1. Strukturen und Abstraktion
Wasser muss nicht immer als ganze Landschaft abgebildet werden. Oft sind es die Details, die faszinieren.- Wellenspiel: Nutze ein Teleobjektiv, um einzelne Wellenstrukturen zu isolieren. Wenn das Sonnenlicht die Kämme bricht, entstehen fast grafische Muster.
- Reflektionen: Achte auf die Farben, die das Wasser spiegelt. Ein tiefblaues Meer bei klarem Himmel oder die goldenen Reflexe eines Sonnenuntergangs ergeben fantastische abstrakte Kunstwerke.
- Goldene Stunde nutzen: Die ersten Stunden nach Sonnenaufgang und die Zeit vor Sonnenuntergang sorgen für besonders warme Farben und deutlich plastischere Wasserstrukturen.

Mit längeren Brennweiten lassen sich einzelne Wellen isolieren und als grafische Formen inszenieren.
2. Der „Watte“-Effekt: Langzeitbelichtung
Ein Klassiker der Küstenfotografie ist das Weichzeichnen von fließendem Wasser.- Das Setup: Du benötigst ein Stativ und idealerweise einen ND-Filter (Graufilter). Dieser funktioniert wie eine Sonnenbrille für dein Objektiv und erlaubt Belichtungszeiten von mehreren Sekunden (2 bis 30 Sek.) trotz Tageslicht.
- Das Ergebnis: Die Brandung verwandelt sich in einen mystischen Nebelschleier, während Felsen im Wasser knackscharf bleiben. Ein toller Kontrast!

Ein ND-Filter ermöglicht lange Belichtungszeiten und verwandelt die Brandung in einen weichen Schleier.
3. Unterwasser-Perspektiven (auch ohne Tauchschein)
Du musst nicht tief tauchen, um spannende Einblicke zu gewinnen.- Actioncam am Stiel: Wenn du eine wasserfeste Kamera (wie eine GoPro) hast, halte sie knapp unter die Wasseroberfläche, während du vom Ufer oder Steg aus fotografierst. Die „Split-Shot“-Perspektive (halb über, halb unter Wasser) ist extrem spektakulär.
- Die richtige Zeit: Das Licht dringt mittags am tiefsten ins Wasser ein. Für Unterwasserfotos ist die „helle“ Mittagssonne ausnahmsweise dein Freund.

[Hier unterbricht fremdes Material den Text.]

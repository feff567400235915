//! File-backed store adapter.

use std::fs;
use std::io;
use std::path::PathBuf;

use tracing::warn;

use super::{StoreAdapter, StoreError};

/// A durable store keeping one `<key>.json` file per logical key.
///
/// `set_raw` writes through a temp file and renames it into place, so a
/// crash mid-write leaves the previous value rather than a torn file.
#[derive(Debug)]
pub struct JsonFileStore {
    root: PathBuf,
}

impl JsonFileStore {
    /// Open a file store rooted at `root`, creating the directory if needed.
    ///
    /// # Errors
    ///
    /// Returns [`StoreError`] if the root directory cannot be created.
    pub fn open(root: impl Into<PathBuf>) -> Result<Self, StoreError> {
        let root = root.into();
        fs::create_dir_all(&root).map_err(|e| StoreError::Write {
            key: root.display().to_string(),
            reason: e.to_string(),
        })?;
        Ok(Self { root })
    }

    fn path_for(&self, key: &str) -> Result<PathBuf, StoreError> {
        // Keys double as file names; reject anything that could escape the
        // root or confuse the filesystem.
        let safe = !key.is_empty()
            && key
                .chars()
                .all(|c| c.is_ascii_alphanumeric() || matches!(c, '-' | '_' | '.' | ':'))
            && !key.contains("..");
        if !safe {
            return Err(StoreError::InvalidKey(key.to_owned()));
        }
        Ok(self.root.join(format!("{key}.json")))
    }
}

impl StoreAdapter for JsonFileStore {
    fn get_raw(&self, key: &str) -> Option<String> {
        let path = self.path_for(key).ok()?;
        match fs::read_to_string(&path) {
            Ok(raw) => Some(raw),
            Err(e) if e.kind() == io::ErrorKind::NotFound => None,
            Err(e) => {
                warn!(key, error = %e, "failed to read stored value, treating as absent");
                None
            }
        }
    }

    fn set_raw(&mut self, key: &str, value: String) -> Result<(), StoreError> {
        let path = self.path_for(key)?;
        let tmp = path.with_extension("json.tmp");

        let write_err = |e: io::Error| StoreError::Write {
            key: key.to_owned(),
            reason: e.to_string(),
        };

        fs::write(&tmp, value).map_err(write_err)?;
        fs::rename(&tmp, &path).map_err(write_err)
    }

    fn remove_raw(&mut self, key: &str) -> Result<(), StoreError> {
        let path = self.path_for(key)?;
        match fs::remove_file(&path) {
            Ok(()) => Ok(()),
            Err(e) if e.kind() == io::ErrorKind::NotFound => Ok(()),
            Err(e) => Err(StoreError::Write {
                key: key.to_owned(),
                reason: e.to_string(),
            }),
        }
    }
}

#[cfg(test)]
#[allow(clippy::unwrap_used)]
mod tests {
    use super::*;

    #[test]
    fn test_roundtrip_survives_reopen() {
        let dir = tempfile::tempdir().unwrap();

        let mut store = JsonFileStore::open(dir.path()).unwrap();
        store.set_raw("cart-items", "[1,2,3]".to_owned()).unwrap();
        drop(store);

        // A fresh handle over the same directory sees the same data, the
        // file-store equivalent of a page reload.
        let store = JsonFileStore::open(dir.path()).unwrap();
        assert_eq!(store.get_raw("cart-items").as_deref(), Some("[1,2,3]"));
    }

    #[test]
    fn test_missing_key_is_none() {
        let dir = tempfile::tempdir().unwrap();
        let store = JsonFileStore::open(dir.path()).unwrap();
        assert_eq!(store.get_raw("order-history"), None);
    }

    #[test]
    fn test_remove_is_idempotent() {
        let dir = tempfile::tempdir().unwrap();
        let mut store = JsonFileStore::open(dir.path()).unwrap();
        store.set_raw("logged-in-flag", "true".to_owned()).unwrap();
        store.remove_raw("logged-in-flag").unwrap();
        store.remove_raw("logged-in-flag").unwrap();
        assert_eq!(store.get_raw("logged-in-flag"), None);
    }

    #[test]
    fn test_colon_keys_are_valid() {
        let dir = tempfile::tempdir().unwrap();
        let mut store = JsonFileStore::open(dir.path()).unwrap();
        let key = "password-reset-token:abc123";
        store.set_raw(key, "{}".to_owned()).unwrap();
        assert_eq!(store.get_raw(key).as_deref(), Some("{}"));
    }

    #[test]
    fn test_unsafe_keys_rejected() {
        let dir = tempfile::tempdir().unwrap();
        let mut store = JsonFileStore::open(dir.path()).unwrap();
        for key in ["", "../escape", "a/b", "a\\b"] {
            assert!(
                matches!(
                    store.set_raw(key, "{}".to_owned()),
                    Err(StoreError::InvalidKey(_))
                ),
                "expected rejection for {key:?}"
            );
        }
    }
}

Split-Shot-Aufnahmen verbinden zwei Welten in einem Bild und sorgen für außergewöhnliche Perspektiven.
4. Ein Statement setzen
Da der 8. Juni auch ein Mahntag ist, kannst du die Fotografie nutzen, um auf den Schutz der Meere aufmerksam zu machen.Storytelling: Ein Foto von Plastikmüll am Strand oder im Flussufer, kontrastiert mit der Schönheit der Natur, ist ein starkes visuelles Mittel, um eine Botschaft zu vermitteln.
🛠 Ausrüstungstipp: Der Polfilter (CPL)
Ein Polarisationsfilter ist am Wasser unverzichtbar. Er ermöglicht es dir, durch die Wasseroberfläche hindurchzusehen, indem er unerwünschte Spiegelungen einfach „wegdreht“. Gleichzeitig macht er das Blau des Wassers und des Himmels deutlich kräftiger.Challenge für heute: Versuche, die Bewegung des Wassers auf zwei Arten einzufangen: Einmal knallhart eingefroren mit 1/4000 Sekunde und einmal fließend weich mit 5 Sekunden Belichtung. Welcher Stil passt besser zu deiner Stimmung?